About ONPATTRO (patisiran)
ONPATTRO is an RNAi therapeutic that is approved in the United States and Canada for the treatment of the polyneuropathy of hATTR amyloidosis in adults. ONPATTRO is also approved in the European Union and Switzerland for the treatment of hATTR amyloidosis in adults with Stage 1 or Stage 2 polyneuropathy, and in Japan for the treatment of hATTR amyloidosis with polyneuropathy. Based on Nobel Prize-winning science, ONPATTRO is an intravenously administered RNAi therapeutic targeting transthyretin (TTR) for the treatment of hereditary ATTR amyloidosis. It is designed to target and silence TTR messenger RNA, thereby blocking the production of TTR protein before it is made. ONPATTRO blocks the production of TTR in the liver, reducing its accumulation in the body’s tissues in order to halt or slow down the progression of the disease.
ONPATTRO Important Safety Information
Infusion-Related Reactions
Infusion-related reactions (IRRs) have been observed in patients treated with ONPATTRO. In a controlled clinical study, 19 percent of ONPATTRO-treated patients experienced IRRs, compared to 9 percent of placebo-treated patients. The most common symptoms of IRRs with ONPATTRO were flushing, back pain, nausea, abdominal pain, dyspnea, and headache.
To reduce the risk of IRRs, patients should receive premedication with a corticosteroid, acetaminophen, and antihistamines (H1 and H2 blockers) at least 60 minutes prior to ONPATTRO infusion. Monitor patients during the infusion for signs and symptoms of IRRs. If an IRR occurs, consider slowing or interrupting the infusion and instituting medical management as clinically indicated. If the infusion is interrupted, consider resuming at a slower infusion rate only if symptoms have resolved. In the case of a serious or life-threatening IRR, the infusion should be discontinued and not resumed.

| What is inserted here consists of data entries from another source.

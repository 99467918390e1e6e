//! Core data models for the daily stock report pipeline
//!
//! These types travel between the planner, the execution engine and the
//! report builder.

use chrono::NaiveDate;
use serde::{Deserialize, Serialize};
use serde_json::{Map, Value};
use std::fmt;

//
// ================= Enums =================
//

/// Semantic layer of a collected record.
///
/// Price, disclosure and macro data come from numeric or official sources;
/// news and opinion add context and crowd mood and are trusted less.
#[derive(Debug, Clone, Copy, Serialize, Deserialize, PartialEq, Eq, Hash)]
#[serde(rename_all = "lowercase")]
pub enum DataLayer {
    Price,
    Disclosure,
    Macro,
    News,
    Opinion,
    Risk,
}

impl DataLayer {
    pub fn as_str(&self) -> &'static str {
        match self {
            DataLayer::Price => "price",
            DataLayer::Disclosure => "disclosure",
            DataLayer::Macro => "macro",
            DataLayer::News => "news",
            DataLayer::Opinion => "opinion",
            DataLayer::Risk => "risk",
        }
    }
}

impl fmt::Display for DataLayer {
    fn fmt(&self, f: &mut fmt::Formatter<'_>) -> fmt::Result {
        f.write_str(self.as_str())
    }
}

/// The closed set of data-fetch tools a plan may schedule.
#[derive(Debug, Clone, Copy, Serialize, Deserialize, PartialEq, Eq, Hash, PartialOrd, Ord)]
pub enum ToolName {
    #[serde(rename = "get_index_snapshot")]
    IndexSnapshot,
    #[serde(rename = "get_macro_snapshot")]
    MacroSnapshot,
    #[serde(rename = "get_dart_disclosures")]
    Disclosures,
    #[serde(rename = "get_top_sectors")]
    TopSectors,
    #[serde(rename = "search_kr_stock_news")]
    NewsSearch,
    #[serde(rename = "get_forum_sentiment")]
    ForumSentiment,
}

impl ToolName {
    pub const ALL: [ToolName; 6] = [
        ToolName::IndexSnapshot,
        ToolName::MacroSnapshot,
        ToolName::Disclosures,
        ToolName::TopSectors,
        ToolName::NewsSearch,
        ToolName::ForumSentiment,
    ];

    /// Wire name used by planners and raw task lists
    pub fn as_str(&self) -> &'static str {
        match self {
            ToolName::IndexSnapshot => "get_index_snapshot",
            ToolName::MacroSnapshot => "get_macro_snapshot",
            ToolName::Disclosures => "get_dart_disclosures",
            ToolName::TopSectors => "get_top_sectors",
            ToolName::NewsSearch => "search_kr_stock_news",
            ToolName::ForumSentiment => "get_forum_sentiment",
        }
    }

    /// Look up a tool by wire name; `None` for anything outside the set
    pub fn from_name(name: &str) -> Option<Self> {
        Self::ALL.into_iter().find(|tool| tool.as_str() == name)
    }
}

impl fmt::Display for ToolName {
    fn fmt(&self, f: &mut fmt::Formatter<'_>) -> fmt::Result {
        f.write_str(self.as_str())
    }
}

/// Confidence tag attached to prompt payload entries
#[derive(Debug, Clone, Copy, Serialize, Deserialize, PartialEq, Eq)]
#[serde(rename_all = "snake_case")]
pub enum RiskTag {
    Confirmed,
    LowConfidence,
    Speculative,
}

//
// ================= Quality Metadata =================
//

/// Trust and quality metadata for one collected record.
///
/// - `source_score`: primary/secondary/community source trust
/// - `recency_score`: today / yesterday / last week weighting
/// - `structure_score`: required fields present, no outliers
/// - `consistency_score`: agreement with other sources
///
/// Scoring lives in [`crate::quality`].
#[derive(Debug, Clone, PartialEq, Serialize, Deserialize)]
pub struct SourceMeta {
    pub source_id: String,
    pub layer: DataLayer,
    pub source_score: f64,
    pub recency_score: f64,
    pub structure_score: f64,
    pub consistency_score: f64,
}

#[derive(Debug, Clone, Serialize, Deserialize)]
pub struct ContentBlock {
    pub title: String,
    pub body: String,
    pub meta: SourceMeta,
    #[serde(default)]
    pub tags: Vec<String>,
}

//
// ================= Plan =================
//

#[derive(Debug, Clone, PartialEq, Serialize, Deserialize)]
pub struct TaskPlan {
    pub tool: ToolName,
    #[serde(default)]
    pub args: Map<String, Value>,
    pub purpose: Option<String>,
}

#[derive(Debug, Clone, PartialEq, Serialize, Deserialize)]
pub struct DailyStockReportPlan {
    pub date: NaiveDate,
    pub tasks: Vec<TaskPlan>,
    #[serde(default)]
    pub base_tasks: Vec<ToolName>,
    pub enrichment_reason: Option<String>,
}

impl DailyStockReportPlan {
    /// Number of scheduled calls for `tool`
    pub fn count_tool(&self, tool: ToolName) -> usize {
        self.tasks.iter().filter(|task| task.tool == tool).count()
    }
}

//
// ================= Collected Data =================
//

#[derive(Debug, Clone, Serialize, Deserialize)]
pub struct CollectedBucket {
    pub tool: ToolName,
    pub blocks: Vec<ContentBlock>,
}

/// Blocks collected during one run, bucketed per tool in first-call order
#[derive(Debug, Clone, Serialize, Deserialize)]
pub struct DailyStockReportData {
    pub date: NaiveDate,
    #[serde(default)]
    pub collected: Vec<CollectedBucket>,
}

impl DailyStockReportData {
    pub fn new(date: NaiveDate) -> Self {
        Self {
            date,
            collected: Vec::new(),
        }
    }

    pub fn add_block(&mut self, tool: ToolName, block: ContentBlock) {
        match self.collected.iter_mut().find(|bucket| bucket.tool == tool) {
            Some(bucket) => bucket.blocks.push(block),
            None => self.collected.push(CollectedBucket {
                tool,
                blocks: vec![block],
            }),
        }
    }

    pub fn blocks(&self, tool: ToolName) -> &[ContentBlock] {
        self.collected
            .iter()
            .find(|bucket| bucket.tool == tool)
            .map(|bucket| bucket.blocks.as_slice())
            .unwrap_or(&[])
    }

    /// All blocks, bucket by bucket
    pub fn iter_blocks(&self) -> impl Iterator<Item = &ContentBlock> {
        self.collected.iter().flat_map(|bucket| bucket.blocks.iter())
    }

    pub fn block_count(&self) -> usize {
        self.collected.iter().map(|bucket| bucket.blocks.len()).sum()
    }
}

//
// ================= Report =================
//

#[derive(Debug, Clone, Serialize, Deserialize)]
pub struct ReportSection {
    pub heading: String,
    pub summary: String,
    #[serde(default)]
    pub details: Vec<String>,
    pub caution: Option<String>,
    pub layer: DataLayer,
}

#[derive(Debug, Clone, Serialize, Deserialize)]
pub struct DailyStockReportOutput {
    pub date: NaiveDate,
    pub sections: Vec<ReportSection>,
    pub raw_data: DailyStockReportData,
    #[serde(default)]
    pub metadata: Map<String, Value>,
}

impl DailyStockReportOutput {
    /// Render a human-readable text report
    pub fn to_text(&self) -> String {
        let mut lines = vec![format!("국내 주식 일일 리포트 ({})", self.date)];
        for section in &self.sections {
            lines.push(format!("\n## {}", section.heading));
            lines.push(section.summary.clone());
            for detail in &section.details {
                lines.push(format!("- {}", detail));
            }
            if let Some(caution) = &section.caution {
                lines.push(format!("[주의] {}", caution));
            }
        }
        lines.join("\n")
    }
}

/// One entry of the summarization prompt payload
#[derive(Debug, Clone, Serialize, Deserialize)]
pub struct LayeredSummary {
    pub layer: DataLayer,
    pub content: String,
    pub risk: RiskTag,
    #[serde(default)]
    pub references: Vec<String>,
}

//
// ================= Tool I/O =================
//

/// Metadata fields a tool may nest under `meta`
#[derive(Debug, Clone, Default, PartialEq, Serialize, Deserialize)]
pub struct RecordMeta {
    pub source_id: Option<String>,
    pub source_score: Option<f64>,
    pub recency_score: Option<f64>,
    pub structure_score: Option<f64>,
    pub consistency_score: Option<f64>,
}

/// One record returned by a tool call.
///
/// Every field is optional; the execution engine fills the gaps with
/// per-field defaults. A nested `meta` object wins over the flat fields.
#[derive(Debug, Clone, Default, PartialEq, Serialize, Deserialize)]
pub struct ToolRecord {
    pub title: Option<String>,
    pub body: Option<String>,
    #[serde(default)]
    pub tags: Vec<String>,
    pub source_id: Option<String>,
    pub source_score: Option<f64>,
    pub recency_score: Option<f64>,
    pub structure_score: Option<f64>,
    pub consistency_score: Option<f64>,
    pub meta: Option<RecordMeta>,
}

impl ToolRecord {
    pub fn new(title: impl Into<String>, body: impl Into<String>) -> Self {
        Self {
            title: Some(title.into()),
            body: Some(body.into()),
            ..Self::default()
        }
    }

    pub fn tags(mut self, tags: &[&str]) -> Self {
        self.tags = tags.iter().map(|t| t.to_string()).collect();
        self
    }

    pub fn source(mut self, source_id: &str) -> Self {
        self.source_id = Some(source_id.to_string());
        self
    }

    /// Set source, recency, structure and consistency scores in that order
    pub fn scores(mut self, source: f64, recency: f64, structure: f64, consistency: f64) -> Self {
        self.source_score = Some(source);
        self.recency_score = Some(recency);
        self.structure_score = Some(structure);
        self.consistency_score = Some(consistency);
        self
    }
}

Reduced Serum Vitamin A Levels and Recommended Supplementation
ONPATTRO treatment leads to a decrease in serum vitamin A levels. Supplementation at the recommended daily allowance (RDA) of vitamin A is advised for patients taking ONPATTRO. Higher doses than the RDA should not be given to try to achieve normal serum vitamin A levels during treatment with ONPATTRO, as serum levels do not reflect the total vitamin A in the body.

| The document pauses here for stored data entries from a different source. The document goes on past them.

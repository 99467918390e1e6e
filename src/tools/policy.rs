//! Data-shaping policy for live providers
//!
//! Keyword tables, thresholds and record templates that turn raw provider
//! payloads into [`ToolRecord`]s. Kept separate from the HTTP code so the
//! heuristics can be swapped without touching the clients.

use crate::models::ToolRecord;
use chrono::{DateTime, NaiveDate};
use regex::Regex;
use serde::Deserialize;
use std::sync::OnceLock;

/// Report-name keywords that mark a disclosure as important
pub const DISCLOSURE_KEYWORDS: &[&str] = &[
    "합병", "분할", "분할합병", "유상증자", "무상증자", "증자", "감자",
    "자기주식", "자사주", "배당", "영업양수도", "영업양도", "영업양수",
    "주요계약", "전환사채", "신주인수권부사채", "교환사채",
];

pub const DISCLOSURE_TOP_N: usize = 10;

/// One row of the OpenDART `list.json` response
#[derive(Debug, Clone, Default, Deserialize)]
pub struct DartListItem {
    #[serde(default)]
    pub corp_name: String,
    #[serde(default)]
    pub report_nm: String,
    #[serde(default)]
    pub rcept_no: String,
    #[serde(default)]
    pub rcept_dt: String,
}

/// One item of the Naver news search response
#[derive(Debug, Clone, Default, Deserialize)]
pub struct NaverNewsItem {
    #[serde(default)]
    pub title: String,
    #[serde(default)]
    pub originallink: String,
    #[serde(default)]
    pub link: String,
    #[serde(default)]
    pub description: String,
    #[serde(default, rename = "pubDate")]
    pub pub_date: String,
}

pub fn importance_score(report_nm: &str) -> usize {
    DISCLOSURE_KEYWORDS
        .iter()
        .filter(|kw| report_nm.contains(**kw))
        .count()
}

/// Pick the disclosures worth reporting.
///
/// With `importance == "high"` only keyword hits survive, unless there are
/// none, in which case every item is a candidate. Candidates are ordered by
/// keyword hits (stable) and cut to [`DISCLOSURE_TOP_N`].
pub fn select_disclosures(items: Vec<DartListItem>, importance: &str) -> Vec<DartListItem> {
    let mut scored: Vec<(usize, DartListItem)> = items
        .iter()
        .map(|item| (importance_score(&item.report_nm), item.clone()))
        .collect();

    if importance == "high" {
        scored.retain(|(score, _)| *score > 0);
    }

    if scored.is_empty() {
        scored = items.into_iter().map(|item| (0, item)).collect();
    }

    scored.sort_by(|a, b| b.0.cmp(&a.0));
    scored
        .into_iter()
        .take(DISCLOSURE_TOP_N)
        .map(|(_, item)| item)
        .collect()
}

/// `YYYYMMDD` → `YYYY-MM-DD`; other shapes pass through
pub fn pretty_receipt_date(rcept_dt: &str) -> String {
    if rcept_dt.len() == 8 && rcept_dt.is_ascii() {
        format!("{}-{}-{}", &rcept_dt[0..4], &rcept_dt[4..6], &rcept_dt[6..8])
    } else {
        rcept_dt.to_string()
    }
}

pub fn disclosure_record(item: &DartListItem) -> ToolRecord {
    let corp_name = item.corp_name.trim();
    let report_nm = item.report_nm.trim();
    let rcept_no = item.rcept_no.trim();
    let pretty_dt = pretty_receipt_date(item.rcept_dt.trim());

    let title = if corp_name.is_empty() && report_nm.is_empty() {
        "무제 공시".to_string()
    } else {
        format!("{} - {}", corp_name, report_nm)
    };

    let mut body_lines = Vec::new();
    if !pretty_dt.is_empty() {
        body_lines.push(format!("접수일자: {}", pretty_dt));
    }
    if !rcept_no.is_empty() {
        body_lines.push(format!("접수번호: {}", rcept_no));
        body_lines.push(format!(
            "공시보기: https://dart.fss.or.kr/dsaf001/main.do?rcpNo={}",
            rcept_no
        ));
    }
    let body = if body_lines.is_empty() {
        "세부 정보 없음".to_string()
    } else {
        body_lines.join("\n")
    };

    // same-day filings, so recency is near the top
    ToolRecord::new(title, body)
        .tags(&["dart", "disclosure"])
        .source("opendart_list")
        .scores(0.95, 0.95, 0.9, 0.9)
}

pub fn dart_failure_record(title: String, body: String) -> ToolRecord {
    ToolRecord::new(title, body)
        .tags(&["dart", "error"])
        .source("opendart_list")
        .scores(0.4, 0.0, 0.5, 0.5)
}

pub fn dart_empty_record(ymd: &str) -> ToolRecord {
    ToolRecord::new(
        "당일 주요 공시 없음",
        format!("{} 기준으로 유가/코스닥 공시 목록이 없습니다.", ymd),
    )
    .tags(&["dart", "empty"])
    .source("opendart_list")
    .scores(0.8, 0.9, 0.8, 0.8)
}

/// 0.9 for same-day data, minus 0.05 per day of gap, floored at 0.5
pub fn recency_from_day_gap(days: i64) -> f64 {
    if days <= 0 {
        0.9
    } else {
        (0.9 - 0.05 * days as f64).max(0.5)
    }
}

fn html_tag() -> &'static Regex {
    static TAG: OnceLock<Regex> = OnceLock::new();
    TAG.get_or_init(|| Regex::new(r"<[^>]+>").expect("HTML tag pattern is a valid regex"))
}

pub fn strip_html(text: &str) -> String {
    html_tag().replace_all(text, "").into_owned()
}

pub fn news_record(item: &NaverNewsItem, target_date: NaiveDate) -> ToolRecord {
    let title = strip_html(&item.title).trim().to_string();
    let summary = strip_html(&item.description).trim().to_string();
    let url = if item.link.is_empty() {
        item.originallink.as_str()
    } else {
        item.link.as_str()
    };

    // unparseable dates are treated as a week old
    let recency = DateTime::parse_from_rfc2822(&item.pub_date)
        .map(|published| recency_from_day_gap((target_date - published.date_naive()).num_days()))
        .unwrap_or(0.5);

    let title = if title.is_empty() { "(제목 없음)".to_string() } else { title };
    let summary = if summary.is_empty() { "(요약 없음)".to_string() } else { summary };
    let body = if url.is_empty() {
        summary
    } else {
        format!("{}\n{}", summary, url)
    };

    ToolRecord::new(title, body)
        .tags(&["news", "naver"])
        .source("naver_news")
        .scores(0.7, recency, 0.7, 0.6)
}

Patients should be referred to an ophthalmologist if they develop ocular symptoms suggestive of vitamin A deficiency (e.g. night blindness).
Adverse Reactions
The most common adverse reactions that occurred in patients treated with ONPATTRO were upper respiratory-tract infections (29 percent) and infusion-related reactions (19 percent).

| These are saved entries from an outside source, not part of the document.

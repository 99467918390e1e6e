//! Gemini API client
//!
//! Text completion backing the planner client.
//! Uses a long-lived reqwest::Client for connection pooling.

use crate::error::ReportError;
use reqwest::Client;
use serde::{Deserialize, Serialize};
use std::time::Duration;
use tracing::{error, info};

const GEMINI_URL: &str =
    "https://generativelanguage.googleapis.com/v1beta/models/gemini-2.0-flash:generateContent";

/// Reusable Gemini client (connection-pooled)
pub struct GeminiClient {
    client: Client,
    api_key: String,
    base_url: String,
}

impl GeminiClient {
    pub fn new(api_key: String) -> crate::Result<Self> {
        let client = Client::builder()
            .pool_idle_timeout(Duration::from_secs(90))
            .pool_max_idle_per_host(8)
            .timeout(Duration::from_secs(60))
            .build()?;

        Ok(Self {
            client,
            api_key,
            base_url: GEMINI_URL.to_string(),
        })
    }

    /// Generate a completion and return the first candidate's text
    pub async fn generate(&self, query: &str, system_prompt: &str) -> crate::Result<String> {
        if self.api_key.is_empty() {
            return Err(ReportError::PlanningError(
                "GEMINI_API_KEY not configured".to_string(),
            ));
        }

        let request = GeminiRequest {
            contents: vec![Content {
                parts: vec![Part {
                    text: query.to_string(),
                }],
            }],
            generation_config: GenerationConfig {
                temperature: 0.2,
                top_p: 0.9,
                top_k: 40,
                max_output_tokens: 1024,
            },
            system_instruction: SystemInstruction {
                parts: vec![Part {
                    text: system_prompt.to_string(),
                }],
            },
        };

        info!("Calling Gemini API");

        let response = self
            .client
            .post(&self.base_url)
            .query(&[("key", self.api_key.as_str())])
            .json(&request)
            .send()
            .await
            .map_err(|e| {
                error!("Gemini API request failed: {}", e);
                ReportError::LlmError(format!("Gemini API error: {}", e))
            })?;

        if !response.status().is_success() {
            let error_text = response.text().await.unwrap_or_default();
            error!("Gemini API error response: {}", error_text);
            return Err(ReportError::LlmError(format!(
                "Gemini API error: {}",
                error_text
            )));
        }

        let gemini_response: GeminiResponse = response.json().await.map_err(|e| {
            error!("Failed to parse Gemini response: {}", e);
            ReportError::LlmError(format!("Gemini parse error: {}", e))
        })?;

        let answer = gemini_response
            .candidates
            .first()
            .and_then(|c| c.content.parts.first())
            .map(|p| p.text.clone())
            .ok_or_else(|| ReportError::LlmError("Empty response from Gemini".to_string()))?;

        info!(response_len = answer.len(), "Gemini response received");

        Ok(answer)
    }
}

#[derive(Debug, Serialize)]
#[serde(rename_all = "camelCase")]
struct GeminiRequest {
    contents: Vec<Content>,
    generation_config: GenerationConfig,
    system_instruction: SystemInstruction,
}

#[derive(Debug, Serialize, Deserialize)]
struct Content {
    #[serde(default)]
    parts: Vec<Part>,
}

#[derive(Debug, Serialize, Deserialize)]
struct Part {
    text: String,
}

#[derive(Debug, Serialize)]
#[serde(rename_all = "camelCase")]
struct GenerationConfig {
    temperature: f32,
    top_p: f32,
    top_k: i32,
    max_output_tokens: i32,
}

#[derive(Debug, Serialize)]
struct SystemInstruction {
    parts: Vec<Part>,
}

#[derive(Debug, Deserialize)]
struct GeminiResponse {
    #[serde(default)]
    candidates: Vec<Candidate>,
}

#[derive(Debug, Deserialize)]
struct Candidate {
    content: Content,
}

For additional information about ONPATTRO, please see the full Prescribing Information.
About LNP Technology
Alnylam has licenses to Arbutus Biopharma LNP intellectual property for use in RNAi therapeutic products using LNP technology.
About RNAi
RNAi (RNA interference) is a natural cellular process of gene silencing that represents one of the most promising and rapidly advancing frontiers in biology and drug development today. Its discovery has been heralded as "a major scientific breakthrough that happens once every decade or so," and was recognized with the award of the 2006 Nobel Prize for Physiology or Medicine. By harnessing the natural biological process of RNAi occurring in our cells, a new class of medicines, known as RNAi therapeutics, is now a reality. Small interfering RNA (siRNA), the molecules that mediate RNAi and comprise Alnylam’s RNAi therapeutic platform, function upstream of today’s medicines by potently silencing messenger RNA (mRNA) – the genetic precursors – that encode for disease-causing proteins, thus preventing them from being made. This is a revolutionary approach with the potential to transform the care of patients with genetic and other diseases.